(Records Opens)
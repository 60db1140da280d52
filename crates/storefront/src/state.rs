//! Application state shared across handlers.

use std::sync::{Arc, Mutex, MutexGuard, PoisonError};

use pharmacart_core::KeyValueStore;

use crate::api_client::{ApiClient, ApiError};
use crate::config::StorefrontConfig;
use crate::services::{CartStore, MockPaymentGateway, OrderHistory, PaymentGateway, SessionStore};

/// The shopper's stores, mutated one operation at a time under the state mutex.
pub struct Stores {
    pub session: SessionStore,
    pub cart: CartStore,
    pub orders: OrderHistory,
    /// Set while a payment is with the gateway; a second checkout is refused.
    pub checkout_in_flight: bool,
}

impl Stores {
    /// Load every store from `storage`.
    pub fn load(storage: &Arc<dyn KeyValueStore>) -> Self {
        Self {
            session: SessionStore::load(Arc::clone(storage)),
            cart: CartStore::load(Arc::clone(storage)),
            orders: OrderHistory::load(Arc::clone(storage)),
            checkout_in_flight: false,
        }
    }
}

/// Application state shared across all handlers.
///
/// This struct is cheaply cloneable via `Arc` and provides access to
/// the stores, the payment gateway, and the backend API client.
#[derive(Clone)]
pub struct AppState {
    inner: Arc<AppStateInner>,
}

struct AppStateInner {
    stores: Mutex<Stores>,
    payments: Arc<dyn PaymentGateway>,
    api: ApiClient,
}

impl AppState {
    /// Create application state with the mock payment gateway from config.
    ///
    /// # Errors
    ///
    /// Returns an error if the API client cannot be built.
    pub fn new(config: &StorefrontConfig, storage: Arc<dyn KeyValueStore>) -> Result<Self, ApiError> {
        let payments = Arc::new(MockPaymentGateway::new(config.payment_delay));
        Self::with_gateway(config, storage, payments)
    }

    /// Create application state with an explicit payment gateway.
    ///
    /// # Errors
    ///
    /// Returns an error if the API client cannot be built.
    pub fn with_gateway(
        config: &StorefrontConfig,
        storage: Arc<dyn KeyValueStore>,
        payments: Arc<dyn PaymentGateway>,
    ) -> Result<Self, ApiError> {
        let api = ApiClient::new(config.api_url.clone())?;
        let stores = Mutex::new(Stores::load(&storage));

        Ok(Self {
            inner: Arc::new(AppStateInner {
                stores,
                payments,
                api,
            }),
        })
    }

    /// Lock the stores. Never hold the guard across an `.await`.
    pub fn stores(&self) -> MutexGuard<'_, Stores> {
        self.inner
            .stores
            .lock()
            .unwrap_or_else(PoisonError::into_inner)
    }

    /// The payment gateway.
    #[must_use]
    pub fn payments(&self) -> Arc<dyn PaymentGateway> {
        Arc::clone(&self.inner.payments)
    }

    /// Client for the backend HTTP API.
    #[must_use]
    pub fn api(&self) -> &ApiClient {
        &self.inner.api
    }
}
(Records Closes)
▸ What to do
Filter the lines above, keeping each one that contains the string "StorefrontConfig".

▸ Answer section
use crate::config::StorefrontConfig;
    pub fn new(config: &StorefrontConfig, storage: Arc<dyn KeyValueStore>) -> Result<Self, ApiError> {
        config: &StorefrontConfig,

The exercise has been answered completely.